Who is throwing the ball is just as important as who is catching it, and Josh McCown is not a bad option. Robby Anderson and Jermaine Kearse were seemingly able to unlock McCown’s potential as a quarterback. He had one of the better years of his seasoned career individually in 2017 and there is no reason to think he cannot continue that trend. His days with the Jets are numbered, however, with rookie quarterback Sam Darnold behind him preparing to take the reins. McCown will want to prove himself as a legitimate starting quarterback and perform to that standard in what may be his final full year starting in New York.
Eli Apple: CB – New York Giants
Eli Apple’s time in New York has been troubled to say the least. He was a first-round pick in 2016, but since then he has underperformed and been both fined and suspended by the team. In his two years as a New York Giant he has started 16 games and only has one interception and one forced fumble. Now, he’s being asked to fill the shoes of the recently-cut Dominique Rodgers-Cromartie. What makes 2019 different from the past two years?

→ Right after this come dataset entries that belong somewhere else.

impl ScanWorkflow {
    pub fn new(
        controller: ScannerController,
        lookup: Arc<dyn ProductLookup>,
        submitter: Arc<dyn ItemSubmitter>,
        view: Arc<dyn ScanView>,
    ) -> Self {
        ScanWorkflow {
            controller,
            lookup,
            submitter,
            view,
            context: ScanContext::default(),
            mode: ScanMode::default(),
            pending: None,
        }
    }

    pub fn with_context(mut self, context: ScanContext) -> Self {
        self.context = context;
        self
    }

    pub fn set_context(&mut self, context: ScanContext) {
        self.context = context;
    }

    pub fn context(&self) -> ScanContext {
        self.context
    }

    pub fn mode(&self) -> ScanMode {
        self.mode
    }

    pub fn pending(&self) -> Option<&PendingItem> {
        self.pending.as_ref()
    }

    pub fn controller(&self) -> &ScannerController {
        &self.controller
    }

    // =========================================================================
    // Scanner
    // =========================================================================

    /// Opens the scanner in `mode`.
    ///
    /// Returns `false` when the camera could not be started; manual entry
    /// has then been offered and the workflow stays usable.
    pub async fn open_scanner(&mut self, mode: ScanMode) -> ScanResult<bool> {
        self.mode = mode;
        self.view.scanner_status(&ScannerStatus::Starting);

        match self.controller.start().await {
            Ok(()) => {
                self.view.scanner_status(&ScannerStatus::Scanning);
                Ok(true)
            }
            Err(e) if e.is_camera_unavailable() => {
                warn!(error = %e, "Camera unavailable, offering manual entry");
                self.camera_unavailable(&e);
                Ok(false)
            }
            Err(e) => Err(e),
        }
    }

    /// Reopens the scanner after the item form was hidden.
    pub async fn reopen_scanner(&mut self) -> ScanResult<bool> {
        tokio::time::sleep(SCANNER_REOPEN_DELAY).await;
        self.open_scanner(self.mode).await
    }

    /// Waits for a camera detection and routes it by mode.
    pub async fn await_scan(&mut self) -> ScanResult<ScanOutcome> {
        let code = self.controller.next_confirmed().await?;
        self.view
            .scanner_status(&ScannerStatus::Detected(code.code.clone()));
        self.controller.finish_detection().await;
        self.view.scanner_status(&ScannerStatus::Stopped);
        self.handle_code(code).await
    }

    /// Handles text typed into the manual fallback.
    ///
    /// Returns `None` when the input was rejected; the user has been told
    /// why and nothing else changed.
    pub async fn submit_manual(&mut self, input: &str) -> ScanResult<Option<ScanOutcome>> {
        let code = match validate_barcode(input) {
            Ok(code) => code,
            Err(ValidationError::Required { .. }) => {
                self.view.show_message(MSG_ENTER_BARCODE);
                return Ok(None);
            }
            Err(e) => {
                debug!(input, reason = %e, "Manual barcode rejected");
                self.view.show_message(MSG_INVALID_BARCODE);
                return Ok(None);
            }
        };

        if self.controller.is_active() {
            self.close_scanner();
        }
        let outcome = self
            .handle_code(DetectedCode::new(code, BarcodeFormat::Manual))
            .await?;
        Ok(Some(outcome))
    }

    /// Closes the scanning surface.
    pub fn close_scanner(&mut self) {
        self.controller.stop();
        self.view.scanner_status(&ScannerStatus::Stopped);
    }

    pub async fn switch_camera(&mut self) -> ScanResult<FacingMode> {
        match self.controller.switch_camera().await {
            Ok(facing) => {
                self.view.scanner_status(&ScannerStatus::Scanning);
                Ok(facing)
            }
            Err(e) => {
                if e.is_camera_unavailable() {
                    self.camera_unavailable(&e);
                }
                Err(e)
            }
        }
    }

    fn camera_unavailable(&self, err: &ScanError) {
        let reason = match err {
            ScanError::Recognizer(inner) => inner.to_string(),
            other => other.to_string(),
        };
        self.view
            .scanner_status(&ScannerStatus::CameraUnavailable(reason));
        self.view.show_manual_entry();
    }

    async fn handle_code(&mut self, code: DetectedCode) -> ScanResult<ScanOutcome> {
        match self.mode {
            ScanMode::Standalone => {
                let box_id = self.context.box_id;
                let existing = self.lookup.lookup(box_id, &code.code).await;
                if existing.is_none() {
                    debug!(code = %code.code, "Product not found in box, using placeholder name");
                }

                let pending = PendingItem::from_lookup(code.code, existing.as_ref(), box_id);
                self.view.show_pending(&pending);
                self.pending = Some(pending.clone());
                Ok(ScanOutcome::Pending(pending))
            }
            ScanMode::FillField => {
                let form = ItemForm::with_barcode(code.code);
                self.view.show_item_form(&form);
                Ok(ScanOutcome::FilledField(form))
            }
        }
    }

    // =========================================================================
    // Confirmation
    // =========================================================================

    /// Replaces the pending item with the user's edits.
    pub fn edit_pending(&mut self, edited: PendingItem) -> ScanResult<()> {
        let pending = self.pending.as_mut().ok_or(ScanError::NoPendingItem)?;
        *pending = edited;
        Ok(())
    }

    /// Submits the pending item.
    ///
    /// On failure the form stays open with the same values.
    pub async fn confirm_pending(&mut self) -> ScanResult<()> {
        let pending = self.pending.as_ref().ok_or(ScanError::NoPendingItem)?;

        let draft = match checked_draft(pending) {
            Ok(draft) => draft,
            Err(e) => {
                debug!(reason = %e, "Pending item incomplete");
                self.view.show_alert(MSG_FILL_ALL_FIELDS);
                return Err(e.into());
            }
        };

        match self.submitter.create_item(&draft).await {
            Ok(()) => {
                info!(box_id = %draft.box_id, quantity = draft.quantity, "Scanned item added");
                self.pending = None;
                self.view.hide_pending();
                self.view.refresh_box(draft.box_id);
                Ok(())
            }
            Err(e) => {
                error!(box_id = %draft.box_id, error = %e, "Failed to add scanned item");
                self.view.show_alert(&e.user_message());
                Err(e.into())
            }
        }
    }

    /// Drops the pending item without a request.
    pub fn cancel_pending(&mut self) {
        if self.pending.take().is_some() {
            debug!("Pending item cancelled");
        }
        self.view.hide_pending();
    }
}

/// Every field of the confirmation form is required.
fn checked_draft(pending: &PendingItem) -> Result<ItemDraft, ValidationError> {
    validate_product_name(&pending.product_name)?;
    validate_barcode(&pending.barcode)?;
    validate_quantity(pending.quantity)?;
    pending.to_draft().ok_or_else(|| ValidationError::Required {
        field: "box".to_string(),
    })
}
//! # warehouse-scan: Scanner Controller and Scan Workflow
//!
//! Wires the external barcode recognizer to the inventory service.
//!
//! ## Data Flow
//! ```text
//! ┌─────────────────────────────────────────────────────────────────────────┐
//! │                                                                         │
//! │   Recognizer ──events──► ScannerController ──DetectedCode──►           │
//! │   (camera, decode)        (ScanSession guard,                           │
//! │                            overlay feedback)                            │
//! │                                                                         │
//! │        ──► ScanWorkflow ──► ProductLookup / ItemSubmitter               │
//! │                 │             (warehouse-client)                        │
//! │                 ▼                                                       │
//! │             ScanView (browser or terminal)                              │
//! └─────────────────────────────────────────────────────────────────────────┘
//! ```
//!
//! ## Modules
//!
//! - [`recognizer`] - recognizer port, fixed configuration, event sink
//! - [`controller`] - `ScannerController` (one session at a time)
//! - [`overlay`] - per-frame tracking box and crosshair
//! - [`view`] - `ScanView` presentation callbacks
//! - [`workflow`] - `ScanWorkflow` (standalone and fill-field modes)
//! - [`error`] - `ScanError`, `RecognizerError`

pub mod controller;
pub mod error;
pub mod overlay;
pub mod recognizer;
pub mod view;
pub mod workflow;

pub use controller::{ScannerController, CAMERA_SWITCH_DELAY, DETECTION_DISPLAY_DELAY};
pub use error::{RecognizerError, ScanError, ScanResult};
pub use recognizer::{
    DrawingSurface, EventSink, FrameResult, Recognizer, RecognizerConfig, RecognizerEvent,
};
pub use view::{ScanView, ScannerStatus};
pub use workflow::{ScanContext, ScanOutcome, ScanWorkflow, SCANNER_REOPEN_DELAY};
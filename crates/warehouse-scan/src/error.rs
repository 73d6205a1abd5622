//! # Scan Error Types
//!
//! ```text
//! ┌─────────────────────────────────────────────────────────────────────────┐
//! │                        Scan Error Categories                            │
//! │                                                                         │
//! │  ┌─────────────────┐  ┌─────────────────┐  ┌─────────────────────────┐ │
//! │  │   Recognizer    │  │     Domain      │  │      Service            │ │
//! │  │                 │  │                 │  │                         │ │
//! │  │ CameraUnavailable│ │ InvalidTransition│ │  ClientError            │ │
//! │  │ Device          │  │ Validation      │  │  (create item)          │ │
//! │  │ Teardown        │  │                 │  │                         │ │
//! │  └─────────────────┘  └─────────────────┘  └─────────────────────────┘ │
//! │                                                                         │
//! │  Workflow: NoPendingItem, SessionClosed                                 │
//! └─────────────────────────────────────────────────────────────────────────┘
//! ```
//!
//! Camera failures are not fatal: the workflow offers manual entry.
//! Teardown failures never leave the controller.

use thiserror::Error;
use warehouse_client::ClientError;
use warehouse_core::{CoreError, ValidationError};

/// Result type alias for scan operations.
pub type ScanResult<T> = Result<T, ScanError>;

/// Failure reported by the recognition library.
#[derive(Debug, Clone, PartialEq, Eq, Error)]
pub enum RecognizerError {
    /// No camera, permission denied, or the device is busy.
    #[error("Camera unavailable: {0}")]
    CameraUnavailable(String),

    /// The library failed after the camera was acquired.
    #[error("Scanner device error: {0}")]
    Device(String),

    /// Releasing the camera failed.
    #[error("Scanner teardown failed: {0}")]
    Teardown(String),
}

/// Scan workflow error type.
#[derive(Debug, Error)]
pub enum ScanError {
    #[error(transparent)]
    Recognizer(#[from] RecognizerError),

    #[error(transparent)]
    Core(#[from] CoreError),

    #[error(transparent)]
    Client(#[from] ClientError),

    /// Confirm or edit called with no confirmation form open.
    #[error("No scanned item is awaiting confirmation")]
    NoPendingItem,

    /// The scanner was closed while waiting for a code.
    #[error("Scanner session closed")]
    SessionClosed,
}

impl From<ValidationError> for ScanError {
    fn from(err: ValidationError) -> Self {
        ScanError::Core(CoreError::Validation(err))
    }
}

impl ScanError {
    /// Returns true when the camera could not be started and manual entry
    /// should be offered instead.
    pub fn is_camera_unavailable(&self) -> bool {
        matches!(
            self,
            ScanError::Recognizer(RecognizerError::CameraUnavailable(_) | RecognizerError::Device(_))
        )
    }

    /// Message suitable for the user.
    pub fn user_message(&self) -> String {
        match self {
            ScanError::Client(e) => e.user_message(),
            ScanError::Core(CoreError::Validation(e)) => e.to_string(),
            other => other.to_string(),
        }
    }
}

The defensive scheme for the Giants is completely changed under new defensive coordinator James Bettcher and new head coach Pat Shurmur. Apple is similar in build and style to Patrick Peterson, the Arizona Cardinals cornerback who has flourished under Bettcher’s system in past years. Apple is clearly not as athletically gifted as Peterson, but by mimicking that production this year he can quiet the rumors surrounding his future and become the player the Giants wanted when they selected him in 2016. There is also supposedly a “clean slate” between Apple and the new management regarding the personal issues, something he desperately needed to claim his spot on the team.